As I said, the Button class is supposed to manage behaviour for ALL KINDS of buttons. And so is the Button::Listener. Therefore, the argument is a pointer to the base class Type Button* and NOT the specific type TextButton*. As function signatures slightly differ, the compiler sees your version as a different function and misses your implementation of buttonClicked. Your PluginEditor class becomes malformed and all kinds of strange compiler errors may arise.

So you should change your function signature first. Inside the function body, you can still compare the Button* pointer passed in to the memory address of your TextButton member, as a TextButton is a subclass of a general Button. You could now theoretically also add a second button of the type DrawableButton, make your class a listener to this button too and you’ll get callbacks for both buttons here, although they are of a different type. This wouldn’t work if the buttonClicked function would take a TextButton* pointer.

I hope this got a bit clearer now. I’d recommend you as well to have a look at inheritance in C++.
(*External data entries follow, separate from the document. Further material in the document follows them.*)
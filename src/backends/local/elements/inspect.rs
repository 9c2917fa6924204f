// Copyright (c) 2025 Steve Wagner (ciroque@live.com)
// SPDX-License-Identifier: MIT

use async_trait::async_trait;
use serde_json::Value;
use tokio::fs::{File, OpenOptions};
use tokio::io::AsyncWriteExt;
use tracing::info;

use crate::backends::local::elements::frame_pass_through;
use crate::engine::ElementContext;
use crate::traits::{Element, ElementInit, ElementResponse, Swag};

/// Where inspected fields are written.
#[derive(Debug, Clone, PartialEq, Eq)]
enum Target {
    Log,
    Print,
    File(String),
}

impl Target {
    fn parse(target: &str) -> Option<Self> {
        match target {
            "log" => Some(Self::Log),
            "print" => Some(Self::Print),
            _ => target
                .strip_prefix("file:")
                .filter(|path| !path.is_empty())
                .map(|path| Self::File(path.to_string())),
        }
    }
}

/// Reports selected fields of every frame it sees.
///
/// Parameters: `enable` (default true), `inspect` (field names, `*` or absent
/// for all) and `target` (`log`, `print` or `file:<path>`). A file target is
/// opened once per stream in append mode and closed by `stop_stream`.
pub struct InspectElement {
    outputs: Vec<String>,
}

impl InspectElement {
    pub fn new(init: &ElementInit) -> Result<Self, String> {
        Ok(Self {
            outputs: init.outputs.clone(),
        })
    }

    fn resource_key(context: &ElementContext<'_>) -> String {
        format!("inspect_file:{}", context.element_name())
    }

    fn lines(context: &ElementContext<'_>) -> Vec<String> {
        let Some(frame) = context.frame() else {
            return vec![];
        };
        let fields = context.parameter_list("inspect");
        let names: Vec<&String> = if fields.is_empty() || fields.iter().any(|f| f == "*") {
            frame.swag.keys().collect()
        } else {
            fields.iter().collect()
        };

        names
            .into_iter()
            .map(|name| {
                let value = frame.swag.get(name).unwrap_or(&Value::Null);
                format!(
                    "{} frame {} {}: {}",
                    context.element_name(),
                    frame.frame_id,
                    name,
                    value
                )
            })
            .collect()
    }

    /// Append `lines` to the stream's file, opening it on first use. The
    /// variables lock is held throughout so frames don't interleave lines.
    async fn append(context: &ElementContext<'_>, path: &str, lines: &[String]) -> Result<(), String> {
        let key = Self::resource_key(context);
        let mut variables = context.variables().await;
        if !variables.has_resource(&key) {
            let file = OpenOptions::new()
                .create(true)
                .append(true)
                .open(path)
                .await
                .map_err(|e| format!("Failed to open '{}': {}", path, e))?;
            variables.insert_resource(key.clone(), file);
        }
        let file = variables
            .resource_mut::<File>(&key)
            .ok_or_else(|| format!("Inspect resource '{}' is not a file", key))?;

        let mut text = String::new();
        for line in lines {
            text.push_str(line);
            text.push('\n');
        }
        file.write_all(text.as_bytes())
            .await
            .map_err(|e| format!("Failed to write '{}': {}", path, e))?;
        file.flush()
            .await
            .map_err(|e| format!("Failed to flush '{}': {}", path, e))
    }
}

#[async_trait]
impl Element for InspectElement {
    async fn process_frame(&self, context: &ElementContext<'_>, _inputs: Swag) -> ElementResponse {
        let outputs = frame_pass_through(context, &self.outputs);
        if !context.parameter_bool("enable", true) {
            return ElementResponse::okay(outputs);
        }

        let target = context
            .parameter_string("target")
            .unwrap_or_else(|| "log".to_string());
        let Some(target) = Target::parse(&target) else {
            return ElementResponse::error(
                "'target' parameter must be 'file:<path>', 'log' or 'print'",
            );
        };

        let lines = Self::lines(context);
        match target {
            Target::Log => {
                for line in &lines {
                    info!(stream_id = context.stream_id(), "{}", line);
                }
            }
            Target::Print => {
                for line in &lines {
                    println!("{}", line);
                }
            }
            Target::File(path) => {
                if let Err(diagnostic) = Self::append(context, &path, &lines).await {
                    return ElementResponse::error(diagnostic);
                }
            }
        }
        ElementResponse::okay(outputs)
    }

    async fn stop_stream(&self, context: &ElementContext<'_>) -> ElementResponse {
        let key = Self::resource_key(context);
        let file = context.variables().await.take_resource::<File>(&key);
        if let Some(mut file) = file {
            if let Err(e) = file.flush().await {
                return ElementResponse::error(format!("Failed to flush inspect file: {}", e));
            }
        }
        ElementResponse::empty()
    }

    fn name(&self) -> &'static str {
        "inspect"
    }
}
Note: There might still be other errors with your code that trigger errors, so no guarantee that it solves all your problems, but at least this one is obvious from your code snippet

1 Like

Thank you for your help everyone, I got it producing the same results as the .onClick function by changing all my “TextButton” function pointers to regular Buttons, and now I realize what the real issue is. My GUI stops updating/responding after the Juce logo fades away, unless I open/close the VST wrapper or minimize/reopen the plugin, and then it registers all the previous button presses since it froze, and then freezes again. (These issues are occurring in FL Studio, I haven’t tested it in other DAWs yet).

Final update: I discovered the repaint(); function. Calling that every time a button is pressed fixes the issues I was having. I guess sliders do it automatically, but buttons don’t?

They do if you didn’t override the mouse functions like mouseDown, mouseUp etc.

I guess you tried a lot on that class, time to take the learned to a clean start.

Only override set your lambda to onClick or ButtonListener::buttonClicked() as described in the various answers. See if that works as expected and then add bit by bit.